> [ABOUT THIS EXERCISE] Which lines of the entries contain the string "only"? Copy each of them.

(THE DATA Opens)

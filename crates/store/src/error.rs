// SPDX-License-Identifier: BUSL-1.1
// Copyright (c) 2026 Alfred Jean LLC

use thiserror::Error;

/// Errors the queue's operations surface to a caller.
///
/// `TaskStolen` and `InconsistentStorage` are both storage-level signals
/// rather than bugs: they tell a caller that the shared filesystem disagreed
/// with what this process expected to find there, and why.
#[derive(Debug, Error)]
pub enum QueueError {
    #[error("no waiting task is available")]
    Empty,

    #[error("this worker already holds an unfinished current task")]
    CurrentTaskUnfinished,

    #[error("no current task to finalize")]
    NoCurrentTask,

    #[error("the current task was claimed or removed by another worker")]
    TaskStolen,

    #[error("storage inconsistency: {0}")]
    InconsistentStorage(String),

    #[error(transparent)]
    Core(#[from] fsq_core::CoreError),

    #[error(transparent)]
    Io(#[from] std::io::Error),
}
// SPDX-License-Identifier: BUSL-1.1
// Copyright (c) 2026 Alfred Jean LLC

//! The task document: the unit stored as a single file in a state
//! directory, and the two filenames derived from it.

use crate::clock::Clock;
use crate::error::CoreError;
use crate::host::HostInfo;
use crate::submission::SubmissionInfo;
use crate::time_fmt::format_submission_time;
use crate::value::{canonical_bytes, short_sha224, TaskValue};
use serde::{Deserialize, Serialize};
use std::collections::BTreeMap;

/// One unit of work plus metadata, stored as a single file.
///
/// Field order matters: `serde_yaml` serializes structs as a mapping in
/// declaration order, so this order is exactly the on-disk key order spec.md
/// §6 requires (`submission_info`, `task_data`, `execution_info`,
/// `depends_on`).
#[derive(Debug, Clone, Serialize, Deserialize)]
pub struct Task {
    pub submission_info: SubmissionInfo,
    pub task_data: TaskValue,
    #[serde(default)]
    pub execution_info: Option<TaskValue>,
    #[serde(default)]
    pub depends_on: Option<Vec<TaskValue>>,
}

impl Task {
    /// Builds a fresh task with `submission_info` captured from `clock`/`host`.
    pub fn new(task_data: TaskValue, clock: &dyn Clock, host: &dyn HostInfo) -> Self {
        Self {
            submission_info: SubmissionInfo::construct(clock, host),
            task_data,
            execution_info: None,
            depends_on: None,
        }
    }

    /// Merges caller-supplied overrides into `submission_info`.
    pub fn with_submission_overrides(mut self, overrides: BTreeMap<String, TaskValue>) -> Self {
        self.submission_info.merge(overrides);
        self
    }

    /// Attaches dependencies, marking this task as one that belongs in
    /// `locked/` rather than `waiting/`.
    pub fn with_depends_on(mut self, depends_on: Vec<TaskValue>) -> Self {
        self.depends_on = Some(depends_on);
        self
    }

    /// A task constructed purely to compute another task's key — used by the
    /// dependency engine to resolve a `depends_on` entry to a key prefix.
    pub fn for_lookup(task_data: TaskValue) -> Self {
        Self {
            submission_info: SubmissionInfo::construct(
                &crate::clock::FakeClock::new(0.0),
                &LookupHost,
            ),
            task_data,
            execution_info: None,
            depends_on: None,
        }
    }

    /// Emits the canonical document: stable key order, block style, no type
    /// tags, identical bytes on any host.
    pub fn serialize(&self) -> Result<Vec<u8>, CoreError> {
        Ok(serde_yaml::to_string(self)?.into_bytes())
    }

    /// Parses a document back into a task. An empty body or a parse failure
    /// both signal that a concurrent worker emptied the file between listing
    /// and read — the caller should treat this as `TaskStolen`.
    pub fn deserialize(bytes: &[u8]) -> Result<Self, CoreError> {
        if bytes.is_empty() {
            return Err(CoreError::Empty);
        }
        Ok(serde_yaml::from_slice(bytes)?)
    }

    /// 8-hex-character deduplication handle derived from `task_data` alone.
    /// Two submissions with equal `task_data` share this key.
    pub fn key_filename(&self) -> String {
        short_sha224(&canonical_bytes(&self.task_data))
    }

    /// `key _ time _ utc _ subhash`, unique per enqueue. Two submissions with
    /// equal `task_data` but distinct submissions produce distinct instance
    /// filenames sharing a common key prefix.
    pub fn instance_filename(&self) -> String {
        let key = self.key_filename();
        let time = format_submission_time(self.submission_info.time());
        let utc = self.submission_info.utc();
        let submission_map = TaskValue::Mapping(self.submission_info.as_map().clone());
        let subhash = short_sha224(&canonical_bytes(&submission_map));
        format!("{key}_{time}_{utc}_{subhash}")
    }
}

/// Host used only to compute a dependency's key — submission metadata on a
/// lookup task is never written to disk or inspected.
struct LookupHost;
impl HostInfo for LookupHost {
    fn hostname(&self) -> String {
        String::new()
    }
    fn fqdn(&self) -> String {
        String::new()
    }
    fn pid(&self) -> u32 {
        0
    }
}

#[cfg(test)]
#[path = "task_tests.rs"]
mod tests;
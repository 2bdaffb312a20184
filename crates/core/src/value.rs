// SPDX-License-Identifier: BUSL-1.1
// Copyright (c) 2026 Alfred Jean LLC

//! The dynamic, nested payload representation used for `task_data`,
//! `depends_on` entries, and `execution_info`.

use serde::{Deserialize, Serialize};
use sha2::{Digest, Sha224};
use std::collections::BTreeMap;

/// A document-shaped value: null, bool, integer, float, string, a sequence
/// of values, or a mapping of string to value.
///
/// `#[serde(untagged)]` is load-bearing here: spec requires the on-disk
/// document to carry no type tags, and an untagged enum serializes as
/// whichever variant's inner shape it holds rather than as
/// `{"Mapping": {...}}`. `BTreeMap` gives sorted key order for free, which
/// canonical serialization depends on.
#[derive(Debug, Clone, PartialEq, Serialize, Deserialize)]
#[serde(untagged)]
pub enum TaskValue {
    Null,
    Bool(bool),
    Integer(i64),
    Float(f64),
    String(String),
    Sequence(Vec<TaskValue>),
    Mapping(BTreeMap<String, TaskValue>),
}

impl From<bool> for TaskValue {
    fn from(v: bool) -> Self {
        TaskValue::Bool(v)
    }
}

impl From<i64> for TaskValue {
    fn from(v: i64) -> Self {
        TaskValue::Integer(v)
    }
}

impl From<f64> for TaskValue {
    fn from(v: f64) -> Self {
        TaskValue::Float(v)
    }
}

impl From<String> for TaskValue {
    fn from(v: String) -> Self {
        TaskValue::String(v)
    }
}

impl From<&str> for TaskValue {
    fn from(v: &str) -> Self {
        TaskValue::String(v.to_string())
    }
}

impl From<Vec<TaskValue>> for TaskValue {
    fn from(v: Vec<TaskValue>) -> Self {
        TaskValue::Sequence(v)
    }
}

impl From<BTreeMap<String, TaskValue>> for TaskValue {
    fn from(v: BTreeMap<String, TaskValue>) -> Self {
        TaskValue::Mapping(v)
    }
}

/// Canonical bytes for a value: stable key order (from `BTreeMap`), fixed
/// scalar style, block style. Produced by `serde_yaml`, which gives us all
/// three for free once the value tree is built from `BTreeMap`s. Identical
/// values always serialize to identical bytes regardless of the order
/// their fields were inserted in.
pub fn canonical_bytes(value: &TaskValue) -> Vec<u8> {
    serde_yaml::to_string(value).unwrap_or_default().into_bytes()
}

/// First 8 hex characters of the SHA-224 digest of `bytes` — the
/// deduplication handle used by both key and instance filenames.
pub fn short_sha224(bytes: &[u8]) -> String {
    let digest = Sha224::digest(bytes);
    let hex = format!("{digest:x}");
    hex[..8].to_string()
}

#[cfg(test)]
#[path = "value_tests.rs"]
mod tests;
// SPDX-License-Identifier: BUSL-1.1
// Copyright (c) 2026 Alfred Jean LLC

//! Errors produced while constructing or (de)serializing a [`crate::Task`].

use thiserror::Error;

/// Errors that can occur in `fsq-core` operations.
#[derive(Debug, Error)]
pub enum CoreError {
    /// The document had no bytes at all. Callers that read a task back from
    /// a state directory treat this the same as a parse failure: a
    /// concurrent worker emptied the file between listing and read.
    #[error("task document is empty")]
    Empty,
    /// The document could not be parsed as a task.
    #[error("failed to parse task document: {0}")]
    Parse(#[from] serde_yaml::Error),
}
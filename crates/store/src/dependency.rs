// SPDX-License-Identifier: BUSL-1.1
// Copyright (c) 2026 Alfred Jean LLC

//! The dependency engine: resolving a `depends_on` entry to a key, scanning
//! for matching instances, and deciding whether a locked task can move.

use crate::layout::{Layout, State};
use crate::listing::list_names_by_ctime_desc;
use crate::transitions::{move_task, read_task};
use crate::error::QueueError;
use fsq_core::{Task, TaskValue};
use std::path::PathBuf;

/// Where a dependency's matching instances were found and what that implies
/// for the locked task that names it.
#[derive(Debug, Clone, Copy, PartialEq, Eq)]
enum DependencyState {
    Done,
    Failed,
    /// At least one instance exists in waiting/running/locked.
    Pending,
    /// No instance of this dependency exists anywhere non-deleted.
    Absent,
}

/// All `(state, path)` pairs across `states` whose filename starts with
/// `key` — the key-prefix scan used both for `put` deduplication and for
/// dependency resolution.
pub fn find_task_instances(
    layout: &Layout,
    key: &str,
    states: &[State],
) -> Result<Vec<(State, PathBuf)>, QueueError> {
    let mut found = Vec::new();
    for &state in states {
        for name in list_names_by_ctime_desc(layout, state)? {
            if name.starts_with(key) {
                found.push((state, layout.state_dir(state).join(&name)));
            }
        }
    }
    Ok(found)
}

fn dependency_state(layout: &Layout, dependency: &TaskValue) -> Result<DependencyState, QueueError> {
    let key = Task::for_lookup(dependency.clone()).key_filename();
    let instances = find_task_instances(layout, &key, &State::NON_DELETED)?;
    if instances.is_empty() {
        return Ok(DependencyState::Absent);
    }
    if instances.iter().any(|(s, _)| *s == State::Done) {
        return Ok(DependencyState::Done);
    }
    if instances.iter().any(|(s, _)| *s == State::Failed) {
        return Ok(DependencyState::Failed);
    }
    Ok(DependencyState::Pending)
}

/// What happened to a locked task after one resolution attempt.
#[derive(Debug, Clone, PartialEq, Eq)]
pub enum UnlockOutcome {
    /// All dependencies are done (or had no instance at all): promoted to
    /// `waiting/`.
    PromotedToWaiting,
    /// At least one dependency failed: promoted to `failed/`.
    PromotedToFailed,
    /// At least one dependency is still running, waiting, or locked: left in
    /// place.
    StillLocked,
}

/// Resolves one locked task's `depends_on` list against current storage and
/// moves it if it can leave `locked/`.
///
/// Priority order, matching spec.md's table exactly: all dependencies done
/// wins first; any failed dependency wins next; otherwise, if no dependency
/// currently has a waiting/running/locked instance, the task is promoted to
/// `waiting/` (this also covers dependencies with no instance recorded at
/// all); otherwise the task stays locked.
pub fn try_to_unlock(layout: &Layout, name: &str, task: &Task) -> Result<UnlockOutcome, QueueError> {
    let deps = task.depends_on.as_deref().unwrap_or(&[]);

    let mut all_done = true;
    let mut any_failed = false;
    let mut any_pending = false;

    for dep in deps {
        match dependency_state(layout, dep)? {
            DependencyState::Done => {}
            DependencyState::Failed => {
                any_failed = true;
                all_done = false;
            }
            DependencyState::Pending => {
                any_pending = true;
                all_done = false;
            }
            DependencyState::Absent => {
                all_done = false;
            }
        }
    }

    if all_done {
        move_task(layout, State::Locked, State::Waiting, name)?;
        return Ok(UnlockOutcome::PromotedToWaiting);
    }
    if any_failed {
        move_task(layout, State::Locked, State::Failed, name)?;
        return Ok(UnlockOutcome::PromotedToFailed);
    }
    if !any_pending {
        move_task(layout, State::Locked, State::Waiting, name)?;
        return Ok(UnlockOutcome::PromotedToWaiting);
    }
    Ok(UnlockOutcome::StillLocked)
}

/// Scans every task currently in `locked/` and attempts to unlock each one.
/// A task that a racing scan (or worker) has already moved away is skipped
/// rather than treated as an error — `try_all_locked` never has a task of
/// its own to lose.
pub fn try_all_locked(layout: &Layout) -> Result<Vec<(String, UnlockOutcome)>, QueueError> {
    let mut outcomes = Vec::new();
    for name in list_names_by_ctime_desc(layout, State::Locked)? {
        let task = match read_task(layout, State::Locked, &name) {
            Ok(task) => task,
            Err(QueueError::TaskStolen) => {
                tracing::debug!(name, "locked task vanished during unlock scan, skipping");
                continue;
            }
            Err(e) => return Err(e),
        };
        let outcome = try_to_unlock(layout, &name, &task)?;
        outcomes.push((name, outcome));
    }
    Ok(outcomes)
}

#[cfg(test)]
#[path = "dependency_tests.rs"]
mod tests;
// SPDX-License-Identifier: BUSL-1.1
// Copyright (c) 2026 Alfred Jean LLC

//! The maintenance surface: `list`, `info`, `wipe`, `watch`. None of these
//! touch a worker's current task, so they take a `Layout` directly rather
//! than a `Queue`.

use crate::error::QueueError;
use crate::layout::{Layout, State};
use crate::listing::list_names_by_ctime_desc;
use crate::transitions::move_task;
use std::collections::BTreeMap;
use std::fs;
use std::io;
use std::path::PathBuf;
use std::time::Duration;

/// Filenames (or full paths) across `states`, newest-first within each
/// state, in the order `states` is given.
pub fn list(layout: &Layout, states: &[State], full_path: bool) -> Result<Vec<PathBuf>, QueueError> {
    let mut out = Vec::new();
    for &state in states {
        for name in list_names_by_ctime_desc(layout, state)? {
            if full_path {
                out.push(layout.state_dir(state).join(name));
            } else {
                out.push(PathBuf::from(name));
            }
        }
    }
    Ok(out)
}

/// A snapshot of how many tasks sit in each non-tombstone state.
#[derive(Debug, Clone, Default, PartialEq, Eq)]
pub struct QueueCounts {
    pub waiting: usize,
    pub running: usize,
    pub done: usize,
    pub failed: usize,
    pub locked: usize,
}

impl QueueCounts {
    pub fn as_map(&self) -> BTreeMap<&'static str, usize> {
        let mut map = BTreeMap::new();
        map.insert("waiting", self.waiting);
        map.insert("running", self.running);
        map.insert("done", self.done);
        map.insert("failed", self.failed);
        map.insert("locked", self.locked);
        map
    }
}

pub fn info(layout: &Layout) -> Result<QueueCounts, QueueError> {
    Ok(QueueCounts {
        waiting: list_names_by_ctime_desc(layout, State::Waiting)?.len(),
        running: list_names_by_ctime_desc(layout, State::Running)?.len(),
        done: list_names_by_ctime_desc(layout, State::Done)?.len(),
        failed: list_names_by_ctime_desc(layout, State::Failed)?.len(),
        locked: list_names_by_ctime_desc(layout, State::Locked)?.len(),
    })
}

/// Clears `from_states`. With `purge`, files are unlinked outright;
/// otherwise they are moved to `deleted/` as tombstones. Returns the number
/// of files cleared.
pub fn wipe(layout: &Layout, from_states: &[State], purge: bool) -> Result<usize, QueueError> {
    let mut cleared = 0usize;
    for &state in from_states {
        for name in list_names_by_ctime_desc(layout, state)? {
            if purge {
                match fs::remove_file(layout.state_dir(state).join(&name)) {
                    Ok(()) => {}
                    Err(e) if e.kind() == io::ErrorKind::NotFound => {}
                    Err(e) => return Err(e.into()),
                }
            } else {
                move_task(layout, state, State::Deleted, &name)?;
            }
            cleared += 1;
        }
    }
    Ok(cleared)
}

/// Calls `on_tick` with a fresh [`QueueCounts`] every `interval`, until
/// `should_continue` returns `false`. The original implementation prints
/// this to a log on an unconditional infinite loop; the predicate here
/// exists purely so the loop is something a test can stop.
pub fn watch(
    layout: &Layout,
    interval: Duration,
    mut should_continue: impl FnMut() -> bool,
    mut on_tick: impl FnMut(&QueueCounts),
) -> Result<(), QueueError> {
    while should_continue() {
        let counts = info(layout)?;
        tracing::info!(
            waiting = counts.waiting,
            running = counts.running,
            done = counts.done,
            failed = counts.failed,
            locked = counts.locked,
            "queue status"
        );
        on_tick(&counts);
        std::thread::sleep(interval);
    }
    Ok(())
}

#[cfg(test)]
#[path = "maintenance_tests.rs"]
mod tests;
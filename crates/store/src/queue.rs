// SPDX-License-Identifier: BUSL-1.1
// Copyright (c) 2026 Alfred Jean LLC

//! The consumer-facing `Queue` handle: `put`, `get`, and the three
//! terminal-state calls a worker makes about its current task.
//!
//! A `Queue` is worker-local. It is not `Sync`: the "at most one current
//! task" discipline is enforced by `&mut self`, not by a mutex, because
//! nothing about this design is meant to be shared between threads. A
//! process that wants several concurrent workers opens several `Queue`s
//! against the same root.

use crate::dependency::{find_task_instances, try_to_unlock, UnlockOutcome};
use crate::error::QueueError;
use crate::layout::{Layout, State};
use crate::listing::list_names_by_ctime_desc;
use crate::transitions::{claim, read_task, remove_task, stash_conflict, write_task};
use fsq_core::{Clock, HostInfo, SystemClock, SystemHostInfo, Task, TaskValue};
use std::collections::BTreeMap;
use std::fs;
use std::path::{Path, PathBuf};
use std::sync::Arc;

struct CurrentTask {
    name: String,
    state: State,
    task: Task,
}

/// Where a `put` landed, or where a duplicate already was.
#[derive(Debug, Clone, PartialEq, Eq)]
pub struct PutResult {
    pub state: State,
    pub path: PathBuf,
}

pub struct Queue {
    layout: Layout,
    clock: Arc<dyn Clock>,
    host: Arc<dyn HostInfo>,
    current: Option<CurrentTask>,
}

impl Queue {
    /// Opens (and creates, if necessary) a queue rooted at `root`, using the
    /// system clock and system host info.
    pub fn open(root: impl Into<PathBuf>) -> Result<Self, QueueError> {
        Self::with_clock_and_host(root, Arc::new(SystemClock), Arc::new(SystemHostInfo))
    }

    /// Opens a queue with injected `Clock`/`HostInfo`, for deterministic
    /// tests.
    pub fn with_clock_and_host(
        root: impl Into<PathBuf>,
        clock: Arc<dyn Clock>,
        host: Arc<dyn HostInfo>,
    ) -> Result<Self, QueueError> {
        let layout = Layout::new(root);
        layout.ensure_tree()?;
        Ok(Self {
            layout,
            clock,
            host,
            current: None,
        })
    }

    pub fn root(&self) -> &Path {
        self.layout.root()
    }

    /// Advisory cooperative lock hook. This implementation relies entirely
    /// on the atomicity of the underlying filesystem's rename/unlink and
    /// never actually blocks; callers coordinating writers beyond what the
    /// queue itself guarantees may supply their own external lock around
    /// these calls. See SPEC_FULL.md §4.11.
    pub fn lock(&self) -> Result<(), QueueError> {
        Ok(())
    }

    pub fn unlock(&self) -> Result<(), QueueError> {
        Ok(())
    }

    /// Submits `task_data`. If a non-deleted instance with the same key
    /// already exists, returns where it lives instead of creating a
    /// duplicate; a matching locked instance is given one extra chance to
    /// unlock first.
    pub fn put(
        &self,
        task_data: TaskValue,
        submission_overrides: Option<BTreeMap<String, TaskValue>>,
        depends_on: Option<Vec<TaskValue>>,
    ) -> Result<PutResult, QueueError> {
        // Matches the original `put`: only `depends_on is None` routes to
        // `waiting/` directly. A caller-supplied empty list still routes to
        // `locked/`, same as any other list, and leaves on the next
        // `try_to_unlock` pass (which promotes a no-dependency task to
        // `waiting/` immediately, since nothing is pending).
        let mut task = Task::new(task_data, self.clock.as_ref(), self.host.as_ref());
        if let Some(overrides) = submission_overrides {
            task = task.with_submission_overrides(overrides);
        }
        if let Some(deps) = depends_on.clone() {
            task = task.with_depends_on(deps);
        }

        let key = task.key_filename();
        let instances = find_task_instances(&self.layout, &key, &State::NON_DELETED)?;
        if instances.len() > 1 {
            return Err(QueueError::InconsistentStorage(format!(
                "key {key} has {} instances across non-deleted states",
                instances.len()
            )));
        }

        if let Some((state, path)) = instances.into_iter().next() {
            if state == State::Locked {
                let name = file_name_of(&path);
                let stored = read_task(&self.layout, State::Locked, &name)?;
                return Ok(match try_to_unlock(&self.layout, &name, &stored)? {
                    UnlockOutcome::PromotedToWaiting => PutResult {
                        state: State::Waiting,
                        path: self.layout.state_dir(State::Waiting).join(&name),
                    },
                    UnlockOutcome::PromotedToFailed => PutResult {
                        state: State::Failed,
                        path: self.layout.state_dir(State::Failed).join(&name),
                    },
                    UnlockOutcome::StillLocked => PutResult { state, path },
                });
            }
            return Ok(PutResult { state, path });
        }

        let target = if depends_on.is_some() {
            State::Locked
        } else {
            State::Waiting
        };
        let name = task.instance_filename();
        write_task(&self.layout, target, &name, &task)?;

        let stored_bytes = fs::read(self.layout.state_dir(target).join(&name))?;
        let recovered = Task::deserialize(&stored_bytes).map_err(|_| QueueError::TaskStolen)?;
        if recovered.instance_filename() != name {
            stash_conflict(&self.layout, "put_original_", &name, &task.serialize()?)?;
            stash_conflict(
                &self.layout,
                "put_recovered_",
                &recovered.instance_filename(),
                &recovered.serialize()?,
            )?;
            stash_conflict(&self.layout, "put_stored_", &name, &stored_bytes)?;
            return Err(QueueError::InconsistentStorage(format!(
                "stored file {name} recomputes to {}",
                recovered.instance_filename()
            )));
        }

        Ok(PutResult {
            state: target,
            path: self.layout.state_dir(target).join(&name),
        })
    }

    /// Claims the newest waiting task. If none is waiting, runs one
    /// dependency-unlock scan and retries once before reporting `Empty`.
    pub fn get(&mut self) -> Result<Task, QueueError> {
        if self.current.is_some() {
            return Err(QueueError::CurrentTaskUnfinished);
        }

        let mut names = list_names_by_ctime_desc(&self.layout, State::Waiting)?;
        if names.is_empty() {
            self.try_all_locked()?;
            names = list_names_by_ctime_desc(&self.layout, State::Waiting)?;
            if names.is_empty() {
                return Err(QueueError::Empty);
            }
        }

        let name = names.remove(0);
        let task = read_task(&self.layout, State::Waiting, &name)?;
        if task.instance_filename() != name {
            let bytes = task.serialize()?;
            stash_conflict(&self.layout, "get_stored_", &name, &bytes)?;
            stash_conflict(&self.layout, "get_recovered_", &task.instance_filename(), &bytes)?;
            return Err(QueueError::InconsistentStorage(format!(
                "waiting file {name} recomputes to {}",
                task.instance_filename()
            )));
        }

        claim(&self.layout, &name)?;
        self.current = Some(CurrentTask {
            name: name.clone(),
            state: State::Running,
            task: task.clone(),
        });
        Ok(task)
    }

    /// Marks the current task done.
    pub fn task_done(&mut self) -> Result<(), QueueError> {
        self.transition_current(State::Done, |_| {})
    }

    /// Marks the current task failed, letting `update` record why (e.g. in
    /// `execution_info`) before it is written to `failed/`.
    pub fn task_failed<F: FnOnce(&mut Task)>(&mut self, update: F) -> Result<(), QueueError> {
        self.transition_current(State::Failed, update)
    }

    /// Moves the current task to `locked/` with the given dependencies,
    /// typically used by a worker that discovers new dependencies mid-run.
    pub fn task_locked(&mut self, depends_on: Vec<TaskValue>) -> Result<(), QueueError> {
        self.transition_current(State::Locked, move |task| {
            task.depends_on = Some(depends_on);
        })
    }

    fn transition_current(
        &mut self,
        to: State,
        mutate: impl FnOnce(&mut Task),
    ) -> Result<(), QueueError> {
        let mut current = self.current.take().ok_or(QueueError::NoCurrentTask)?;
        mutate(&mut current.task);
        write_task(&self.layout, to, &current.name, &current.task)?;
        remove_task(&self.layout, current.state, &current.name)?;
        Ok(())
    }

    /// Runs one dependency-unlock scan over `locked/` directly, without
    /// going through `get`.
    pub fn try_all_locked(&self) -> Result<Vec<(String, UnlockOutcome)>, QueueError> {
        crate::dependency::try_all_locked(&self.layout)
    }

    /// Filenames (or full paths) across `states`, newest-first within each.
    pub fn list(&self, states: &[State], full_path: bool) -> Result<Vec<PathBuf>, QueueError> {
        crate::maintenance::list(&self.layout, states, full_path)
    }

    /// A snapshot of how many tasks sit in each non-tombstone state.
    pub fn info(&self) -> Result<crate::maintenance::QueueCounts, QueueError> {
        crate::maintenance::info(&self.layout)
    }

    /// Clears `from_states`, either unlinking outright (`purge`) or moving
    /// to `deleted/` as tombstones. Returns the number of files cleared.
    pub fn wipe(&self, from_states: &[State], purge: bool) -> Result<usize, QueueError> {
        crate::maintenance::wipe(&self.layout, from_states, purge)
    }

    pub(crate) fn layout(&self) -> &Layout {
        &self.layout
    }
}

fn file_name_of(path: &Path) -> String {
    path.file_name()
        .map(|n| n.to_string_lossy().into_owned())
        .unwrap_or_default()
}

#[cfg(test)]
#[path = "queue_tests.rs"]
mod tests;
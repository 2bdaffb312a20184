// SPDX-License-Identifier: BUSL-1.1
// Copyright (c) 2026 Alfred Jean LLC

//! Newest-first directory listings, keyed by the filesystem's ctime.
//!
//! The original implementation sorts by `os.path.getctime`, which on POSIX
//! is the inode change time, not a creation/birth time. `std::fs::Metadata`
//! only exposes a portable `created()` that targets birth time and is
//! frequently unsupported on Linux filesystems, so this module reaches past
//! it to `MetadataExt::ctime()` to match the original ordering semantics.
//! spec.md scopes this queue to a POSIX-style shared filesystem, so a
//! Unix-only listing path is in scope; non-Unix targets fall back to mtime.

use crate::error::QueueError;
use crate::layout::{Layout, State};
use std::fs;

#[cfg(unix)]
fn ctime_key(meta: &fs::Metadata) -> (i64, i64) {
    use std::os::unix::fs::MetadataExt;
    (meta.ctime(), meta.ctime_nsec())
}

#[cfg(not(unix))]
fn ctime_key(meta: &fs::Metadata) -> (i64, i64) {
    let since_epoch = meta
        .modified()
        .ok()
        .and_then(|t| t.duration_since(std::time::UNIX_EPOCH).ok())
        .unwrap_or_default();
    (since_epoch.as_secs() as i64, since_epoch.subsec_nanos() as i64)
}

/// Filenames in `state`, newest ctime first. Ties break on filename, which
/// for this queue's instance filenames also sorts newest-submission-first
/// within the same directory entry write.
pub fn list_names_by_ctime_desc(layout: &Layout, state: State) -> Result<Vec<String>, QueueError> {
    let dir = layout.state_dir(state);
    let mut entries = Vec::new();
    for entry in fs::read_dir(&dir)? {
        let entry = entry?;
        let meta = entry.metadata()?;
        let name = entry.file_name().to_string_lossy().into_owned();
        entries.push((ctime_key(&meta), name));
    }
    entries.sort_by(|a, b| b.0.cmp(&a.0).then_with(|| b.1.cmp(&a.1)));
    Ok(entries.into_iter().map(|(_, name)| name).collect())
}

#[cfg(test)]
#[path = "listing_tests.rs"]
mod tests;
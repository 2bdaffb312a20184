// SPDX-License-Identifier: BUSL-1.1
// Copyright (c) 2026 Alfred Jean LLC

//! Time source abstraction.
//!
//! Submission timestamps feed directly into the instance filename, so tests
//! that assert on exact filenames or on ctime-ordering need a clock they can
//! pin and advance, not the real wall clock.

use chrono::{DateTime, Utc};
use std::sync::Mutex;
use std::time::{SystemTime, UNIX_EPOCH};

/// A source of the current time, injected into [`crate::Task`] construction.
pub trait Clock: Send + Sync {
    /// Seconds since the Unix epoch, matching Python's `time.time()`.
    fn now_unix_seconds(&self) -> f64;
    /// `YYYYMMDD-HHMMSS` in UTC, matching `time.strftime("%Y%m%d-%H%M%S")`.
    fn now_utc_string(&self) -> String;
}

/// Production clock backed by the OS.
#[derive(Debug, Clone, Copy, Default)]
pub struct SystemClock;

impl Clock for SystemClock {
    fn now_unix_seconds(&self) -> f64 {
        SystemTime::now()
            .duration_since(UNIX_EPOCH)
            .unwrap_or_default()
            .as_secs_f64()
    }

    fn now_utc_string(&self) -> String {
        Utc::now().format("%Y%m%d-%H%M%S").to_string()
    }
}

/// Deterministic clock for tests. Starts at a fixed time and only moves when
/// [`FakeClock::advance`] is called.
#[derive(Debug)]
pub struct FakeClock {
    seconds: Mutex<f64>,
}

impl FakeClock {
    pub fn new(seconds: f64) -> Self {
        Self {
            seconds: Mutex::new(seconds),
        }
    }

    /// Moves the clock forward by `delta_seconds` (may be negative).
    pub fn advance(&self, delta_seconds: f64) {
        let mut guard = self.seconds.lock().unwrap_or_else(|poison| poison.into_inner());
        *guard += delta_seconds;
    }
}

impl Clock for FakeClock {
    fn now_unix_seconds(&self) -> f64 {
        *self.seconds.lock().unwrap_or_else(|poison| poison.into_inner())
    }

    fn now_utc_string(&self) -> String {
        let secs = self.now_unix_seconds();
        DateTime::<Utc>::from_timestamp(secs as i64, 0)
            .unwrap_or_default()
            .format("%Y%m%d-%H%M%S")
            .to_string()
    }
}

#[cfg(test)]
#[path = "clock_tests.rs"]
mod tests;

(THE DATA Closes)

> [ANSWER TO THIS TASK]
/// Host used only to compute a dependency's key — submission metadata on a
        // Matches the original `put`: only `depends_on is None` routes to
//! only exposes a portable `created()` that targets birth time and is
//! Unix-only listing path is in scope; non-Unix targets fall back to mtime.
/// Deterministic clock for tests. Starts at a fixed time and only moves when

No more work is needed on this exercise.